Greetings Again Everyone,

Does it matter how many days you have spent outside the foreign country (particularly if vacation spots are in US) if you are qualifying under bona fide residence test? I can't seem to find a number anywhere. 

Thank you.


----------



## Bevdeforges

If you qualify as a "bona fide" resident, there's no "limit" on the amount of time you can spend in the US. You do have to note any days spent on business in the US, but if you're there on vacation or for "personal reasons" it shouldn't matter.

It's under the "physical presence" test that being in the US more than 30 days may mess up your qualification for the FEIE.
Cheers,
Bev


----------



## QueensU

Thanks again Bev


----------



## johnmillsbro

Hi Bev,

On the 2555EZ form, assuming I am a bona fide resident, in the time spent in the US section (I think section 3) where you have to put the dates you were in the US...is that strictly for business or for personal also? If its personal that could be tricky as I am back filing and its hard to remember the exact dates I crossed the border (vacation, visit parents, shopping etc).


----------



## johnmillsbro

Me again Bev!!!
In regards to bona fide residence...
In my situation I am in living in Canada year round since 2003 first on a study permit for graduate school and more recently on a work visa. I am married to a canadian, have kids born in canada. Is there any reason to believe I wouldnt qualify as a bona fide residence. My only doubt is because my visa or study permits are temporary (i.e I dont have Canadian PR).

Thanks,
John


----------



## Bevdeforges

johnmillsbro said:


> Hi Bev,
> 
> On the 2555EZ form, assuming I am a bona fide resident, in the time spent in the US section (I think section 3) where you have to put the dates you were in the US...is that strictly for business or for personal also? If its personal that could be tricky as I am back filing and its hard to remember the exact dates I crossed the border (vacation, visit parents, shopping etc).

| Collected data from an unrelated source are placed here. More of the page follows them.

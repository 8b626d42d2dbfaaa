//! Per-track audio settings and effects lifecycle
//!
//! Tracks may carry their own equalizer, bass boost, virtualizer, loudness,
//! pitch and speed settings. The controller looks them up on every track
//! transition and applies or resets the effects chain bound to the current
//! audio session.
//!
//! Effects are created per audio session id. Every create, apply, reset and
//! release goes through `EffectsSlot`, which serializes them behind one
//! async mutex so session changes and teardown cannot race.

use crate::error::{Error, Result};
use serde::{Deserialize, Serialize};
use std::collections::HashMap;
use std::sync::atomic::{AtomicBool, Ordering};
use std::sync::{Arc, Mutex, MutexGuard, RwLock};
use tokio::sync::Mutex as AsyncMutex;
use tracing::{debug, info, warn};

/// Stored audio settings for one track
#[derive(Debug, Clone, PartialEq, Serialize, Deserialize)]
#[serde(default)]
pub struct TrackAudioSettings {
    /// Effects chain enabled for this track
    pub enabled: bool,
    /// Equalizer band gains in dB, lowest band first
    pub eq_band_gains_db: Vec<f32>,
    /// Bass boost strength (0-1000)
    pub bass_boost: u16,
    /// Virtualizer strength (0-1000)
    pub virtualizer: u16,
    /// Loudness enhancer target gain in millibels
    pub loudness_gain_mb: i32,
    pub pitch: f32,
    pub speed: f32,
}

impl Default for TrackAudioSettings {
    fn default() -> Self {
        Self {
            enabled: false,
            eq_band_gains_db: Vec::new(),
            bass_boost: 0,
            virtualizer: 0,
            loudness_gain_mb: 0,
            pitch: 1.0,
            speed: 1.0,
        }
    }
}

impl TrackAudioSettings {
    /// Pitch and speed to apply, falling back to 1.0 for non-positive values
    pub fn playback_rate(&self) -> (f32, f32) {
        let sane = |v: f32| if v.is_finite() && v > 0.0 { v } else { 1.0 };
        (sane(self.pitch), sane(self.speed))
    }
}

/// Pitch/speed for a transition: stored values, or defaults when none exist
pub fn playback_rate_for(settings: Option<&TrackAudioSettings>) -> (f32, f32) {
    settings.map(TrackAudioSettings::playback_rate).unwrap_or((1.0, 1.0))
}

/// Lookup of stored per-track settings
pub trait TrackSettingsLookup: Send + Sync {
    /// `Ok(None)` means the track has no stored settings
    fn lookup(&self, track_id: &str) -> Result<Option<TrackAudioSettings>>;
}

/// Lookup with nothing stored
#[derive(Debug, Default, Clone, Copy)]
pub struct NoTrackSettings;

impl TrackSettingsLookup for NoTrackSettings {
    fn lookup(&self, _track_id: &str) -> Result<Option<TrackAudioSettings>> {
        Ok(None)
    }
}

/// In-memory settings table
#[derive(Debug, Default)]
pub struct MemoryTrackSettings {
    settings: RwLock<HashMap<String, TrackAudioSettings>>,
    fail: AtomicBool,
}

impl MemoryTrackSettings {
    pub fn new() -> Self {
        Self::default()
    }

    pub fn from_map(settings: HashMap<String, TrackAudioSettings>) -> Self {
        Self {
            settings: RwLock::new(settings),
            fail: AtomicBool::new(false),
        }
    }

    pub fn insert(&self, track_id: impl Into<String>, settings: TrackAudioSettings) {
        self.settings
            .write()
            .unwrap_or_else(|p| p.into_inner())
            .insert(track_id.into(), settings);
    }

    /// Make every lookup fail (storage unavailable)
    pub fn set_fail(&self, fail: bool) {
        self.fail.store(fail, Ordering::SeqCst);
    }
}

impl TrackSettingsLookup for MemoryTrackSettings {
    fn lookup(&self, track_id: &str) -> Result<Option<TrackAudioSettings>> {
        if self.fail.load(Ordering::SeqCst) {
            return Err(Error::SettingsLookup(format!("storage unavailable for {}", track_id)));
        }
        Ok(self
            .settings
            .read()
            .unwrap_or_else(|p| p.into_inner())
            .get(track_id)
            .cloned())
    }
}

/// An effects chain bound to one audio session
pub trait AudioEffects: Send {
    fn apply(&mut self, settings: &TrackAudioSettings) -> Result<()>;

    /// Return every effect to neutral
    fn reset(&mut self) -> Result<()>;

    /// Release underlying resources; the chain is unusable afterwards
    fn release(&mut self);
}

/// Creates an effects chain for an audio session
pub trait EffectsFactory: Send + Sync {
    fn create(&self, session_id: i32) -> Result<Box<dyn AudioEffects>>;
}

struct ActiveEffects {
    session_id: i32,
    effects: Box<dyn AudioEffects>,
}

impl ActiveEffects {
    /// Apply enabled settings; anything else (or a failed apply) resets
    fn apply_or_reset(&mut self, settings: Option<&TrackAudioSettings>) {
        if let Some(settings) = settings.filter(|s| s.enabled) {
            match self.effects.apply(settings) {
                Ok(()) => return,
                Err(e) => warn!("Failed to apply track audio settings: {}", e),
            }
        }
        if let Err(e) = self.effects.reset() {
            warn!("Failed to reset audio effects: {}", e);
        }
    }
}

#[derive(Default)]
struct SlotState {
    active: Option<ActiveEffects>,
    /// Settings of the current track, re-applied when the session changes
    track_settings: Option<TrackAudioSettings>,
}

/// Mutex-guarded owner of the current effects chain
pub struct EffectsSlot {
    factory: Arc<dyn EffectsFactory>,
    state: AsyncMutex<SlotState>,
}

impl EffectsSlot {
    pub fn new(factory: Arc<dyn EffectsFactory>) -> Self {
        Self {
            factory,
            state: AsyncMutex::new(SlotState::default()),
        }
    }

    /// Recreate the chain for a new session, releasing the old one first
    ///
    /// The new chain gets the current track's enabled settings. A creation
    /// failure leaves no chain bound; later applies only record settings
    /// until the next session change.
    pub async fn on_session_changed(&self, session_id: i32) {
        let mut state = self.state.lock().await;

        if let Some(active) = state.active.as_ref() {
            if active.session_id == session_id {
                debug!("Audio session {} unchanged, keeping effects", session_id);
                return;
            }
        }

        if let Some(mut old) = state.active.take() {
            old.effects.release();
            debug!("Released effects for session {}", old.session_id);
        }

        match self.factory.create(session_id) {
            Ok(effects) => {
                info!("Audio effects bound to session {}", session_id);
                let mut active = ActiveEffects {
                    session_id,
                    effects,
                };
                // A fresh chain is already neutral
                if state.track_settings.as_ref().is_some_and(|s| s.enabled) {
                    active.apply_or_reset(state.track_settings.as_ref());
                }
                state.active = Some(active);
            }
            Err(e) => warn!("Failed to create audio effects for session {}: {}", session_id, e),
        }
    }

    /// Apply stored settings, or reset to neutral when there are none
    pub async fn apply(&self, settings: Option<&TrackAudioSettings>) {
        let mut state = self.state.lock().await;
        state.track_settings = settings.cloned();

        match state.active.as_mut() {
            Some(active) => active.apply_or_reset(settings),
            None => debug!("No effects chain bound, skipping track settings"),
        }
    }

    pub async fn release(&self) {
        let mut state = self.state.lock().await;
        if let Some(mut active) = state.active.take() {
            active.effects.release();
            info!("Released audio effects for session {}", active.session_id);
        }
    }

    pub async fn session_id(&self) -> Option<i32> {
        self.state.lock().await.active.as_ref().map(|a| a.session_id)
    }
}

/// One recorded effects operation
#[derive(Debug, Clone, PartialEq, Serialize)]
#[serde(tag = "op", rename_all = "snake_case")]
pub enum EffectsCall {
    Create { session_id: i32 },
    Apply { session_id: i32, settings: TrackAudioSettings },
    Reset { session_id: i32 },
    Release { session_id: i32 },
}

/// Factory producing effects chains that only record what happened to them
#[derive(Debug, Default, Clone)]
pub struct RecordingEffectsFactory {
    log: Arc<Mutex<Vec<EffectsCall>>>,
    fail_create: Arc<AtomicBool>,
    fail_apply: Arc<AtomicBool>,
}

impl RecordingEffectsFactory {
    pub fn new() -> Self {
        Self::default()
    }

    fn log(&self) -> MutexGuard<'_, Vec<EffectsCall>> {
        self.log.lock().unwrap_or_else(|p| p.into_inner())
    }

    pub fn calls(&self) -> Vec<EffectsCall> {
        self.log().clone()
    }

    pub fn set_fail_create(&self, fail: bool) {
        self.fail_create.store(fail, Ordering::SeqCst);
    }

    pub fn set_fail_apply(&self, fail: bool) {
        self.fail_apply.store(fail, Ordering::SeqCst);
    }
}

impl EffectsFactory for RecordingEffectsFactory {
    fn create(&self, session_id: i32) -> Result<Box<dyn AudioEffects>> {
        if self.fail_create.load(Ordering::SeqCst) {
            return Err(Error::Effects(format!("session {} unavailable", session_id)));
        }
        self.log().push(EffectsCall::Create { session_id });
        Ok(Box::new(RecordingEffects {
            session_id,
            factory: self.clone(),
        }))
    }
}

struct RecordingEffects {
    session_id: i32,
    factory: RecordingEffectsFactory,
}

impl AudioEffects for RecordingEffects {
    fn apply(&mut self, settings: &TrackAudioSettings) -> Result<()> {
        if self.factory.fail_apply.load(Ordering::SeqCst) {
            return Err(Error::Effects("equalizer rejected band levels".to_string()));
        }
        self.factory.log().push(EffectsCall::Apply {
            session_id: self.session_id,
            settings: settings.clone(),
        });
        Ok(())
    }

    fn reset(&mut self) -> Result<()> {
        self.factory.log().push(EffectsCall::Reset {
            session_id: self.session_id,
        });
        Ok(())
    }

    fn release(&mut self) {
        self.factory.log().push(EffectsCall::Release {
            session_id: self.session_id,
        });
    }
}

#[cfg(test)]
mod tests {
    use super::*;

    fn boosted() -> TrackAudioSettings {
        TrackAudioSettings {
            enabled: true,
            eq_band_gains_db: vec![3.0, 0.0, -2.0, 0.0, 4.0],
            bass_boost: 600,
            ..Default::default()
        }
    }

    #[test]
    fn test_playback_rate_defaults() {
        assert_eq!(playback_rate_for(None), (1.0, 1.0));

        let settings = TrackAudioSettings {
            pitch: 1.1,
            speed: 0.0,
            ..Default::default()
        };
        assert_eq!(playback_rate_for(Some(&settings)), (1.1, 1.0));
    }

    #[test]
    fn test_memory_lookup_and_failure() {
        let lookup = MemoryTrackSettings::new();
        lookup.insert("track-1", boosted());

        assert_eq!(lookup.lookup("track-1").unwrap(), Some(boosted()));
        assert_eq!(lookup.lookup("track-2").unwrap(), None);

        lookup.set_fail(true);
        assert!(matches!(lookup.lookup("track-1"), Err(Error::SettingsLookup(_))));
    }

    #[tokio::test]
    async fn test_session_change_releases_previous_chain() {
        let factory = RecordingEffectsFactory::new();
        let slot = EffectsSlot::new(Arc::new(factory.clone()));

        slot.on_session_changed(7).await;
        slot.on_session_changed(7).await;
        slot.on_session_changed(9).await;

        assert_eq!(slot.session_id().await, Some(9));
        assert_eq!(
            factory.calls(),
            vec![
                EffectsCall::Create { session_id: 7 },
                EffectsCall::Release { session_id: 7 },
                EffectsCall::Create { session_id: 9 },
            ]
        );
    }

    #[tokio::test]
    async fn test_apply_or_reset() {
        let factory = RecordingEffectsFactory::new();
        let slot = EffectsSlot::new(Arc::new(factory.clone()));

        // No chain yet: only remembered
        slot.apply(None).await;
        assert!(factory.calls().is_empty());

        slot.on_session_changed(3).await;
        slot.apply(Some(&boosted())).await;
        slot.apply(None).await;
        slot.apply(Some(&TrackAudioSettings::default())).await;

        assert_eq!(
            factory.calls()[1..],
            [
                EffectsCall::Apply {
                    session_id: 3,
                    settings: boosted()
                },
                EffectsCall::Reset { session_id: 3 },
                EffectsCall::Reset { session_id: 3 },
            ]
        );
    }

    #[tokio::test]
    async fn test_new_session_reapplies_current_track() {
        let factory = RecordingEffectsFactory::new();
        let slot = EffectsSlot::new(Arc::new(factory.clone()));

        // Settings arrive before any session exists
        slot.apply(Some(&boosted())).await;
        slot.on_session_changed(4).await;
        slot.on_session_changed(8).await;

        assert_eq!(
            factory.calls(),
            vec![
                EffectsCall::Create { session_id: 4 },
                EffectsCall::Apply {
                    session_id: 4,
                    settings: boosted()
                },
                EffectsCall::Release { session_id: 4 },
                EffectsCall::Create { session_id: 8 },
                EffectsCall::Apply {
                    session_id: 8,
                    settings: boosted()
                },
            ]
        );
    }

    #[tokio::test]
    async fn test_new_session_after_plain_track_stays_neutral() {
        let factory = RecordingEffectsFactory::new();
        let slot = EffectsSlot::new(Arc::new(factory.clone()));
        slot.on_session_changed(1).await;
        slot.apply(Some(&boosted())).await;
        slot.apply(None).await;

        slot.on_session_changed(2).await;

        assert_eq!(factory.calls().last(), Some(&EffectsCall::Create { session_id: 2 }));
    }

    #[tokio::test]
    async fn test_failed_apply_falls_back_to_reset() {
        let factory = RecordingEffectsFactory::new();
        let slot = EffectsSlot::new(Arc::new(factory.clone()));
        slot.on_session_changed(1).await;
        factory.set_fail_apply(true);

        slot.apply(Some(&boosted())).await;
        assert_eq!(factory.calls().last(), Some(&EffectsCall::Reset { session_id: 1 }));
    }

    #[tokio::test]
    async fn test_failed_create_leaves_slot_empty() {
        let factory = RecordingEffectsFactory::new();
        factory.set_fail_create(true);
        let slot = EffectsSlot::new(Arc::new(factory.clone()));

        slot.on_session_changed(5).await;
        assert_eq!(slot.session_id().await, None);

        slot.release().await;
        assert!(factory.calls().is_empty());
    }
}
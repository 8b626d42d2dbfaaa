//! Fade curves for volume ramps
//!
//! A ramp moves the output volume from a start level to a target level over
//! a fixed duration. The curve shapes how the normalized progress (0.0 at the
//! start of the ramp, 1.0 at the end) maps onto that interval.

use serde::{Deserialize, Serialize};
use std::f32::consts::{FRAC_PI_2, PI};

/// Ramp shape
#[derive(Debug, Clone, Copy, PartialEq, Eq, Serialize, Deserialize, Default)]
#[serde(rename_all = "snake_case")]
pub enum FadeCurve {
    /// v(t) = t
    #[default]
    Linear,

    /// v(t) = t², slow start, fast finish
    Exponential,

    /// v(t) = 0.5 × (1 - cos(π × t))
    SCurve,

    /// v(t) = sin(t × π/2), constant perceived loudness
    EqualPower,
}

impl FadeCurve {
    /// Shape factor at `progress` (clamped to 0.0..=1.0)
    ///
    /// Returns 0.0 at the start of the ramp and 1.0 at its end for every curve.
    pub fn shape(&self, progress: f32) -> f32 {
        let t = progress.clamp(0.0, 1.0);
        match self {
            FadeCurve::Linear => t,
            FadeCurve::Exponential => t * t,
            FadeCurve::SCurve => 0.5 * (1.0 - (PI * t).cos()),
            FadeCurve::EqualPower => (t * FRAC_PI_2).sin(),
        }
    }

    /// Volume between `from` and `to` at `progress`
    ///
    /// Exactly `to` once progress reaches 1.0, so a completed ramp lands on the
    /// target without float drift.
    pub fn interpolate(&self, from: f32, to: f32, progress: f32) -> f32 {
        if progress >= 1.0 {
            return to;
        }
        from + (to - from) * self.shape(progress)
    }

    /// Canonical configuration string
    pub fn as_str(&self) -> &'static str {
        match self {
            FadeCurve::Linear => "linear",
            FadeCurve::Exponential => "exponential",
            FadeCurve::SCurve => "s_curve",
            FadeCurve::EqualPower => "equal_power",
        }
    }
}

impl std::fmt::Display for FadeCurve {
    fn fmt(&self, f: &mut std::fmt::Formatter<'_>) -> std::fmt::Result {
        f.write_str(self.as_str())
    }
}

You're supposed to list all dates in the US (though you can estimate the dates or just indicate the month and the number of days). There's a column to list how many dates were on business.
Cheers,
Bev


----------



## Bevdeforges

johnmillsbro said:


> Me again Bev!!!
> In regards to bona fide residence...
> In my situation I am in living in Canada year round since 2003 first on a study permit for graduate school and more recently on a work visa. I am married to a canadian, have kids born in canada. Is there any reason to believe I wouldnt qualify as a bona fide residence. My only doubt is because my visa or study permits are temporary (i.e I dont have Canadian PR).
> 
> Thanks,
> John


As long as you're on a valid visa and have your primary residence in Canada for the whole calendar year in question, I'd go for bona fide residence. 
Cheers,
Bev


----------



## johnmillsbro

Would my bona fide residence begin as soon as my visa began? Or 1 year after my visa began. For instance if I entered canada on a student visa in June 2003. Could I immediately claim bona fide residence from June 2003 onward?

Thanks so much Bev!


----------



## Bevdeforges

If you're asking what date to put down on the line where they ask you when your bona fide residence began, just put 2003. You don't need to be any more precise than that.
Cheers,
Bev


----------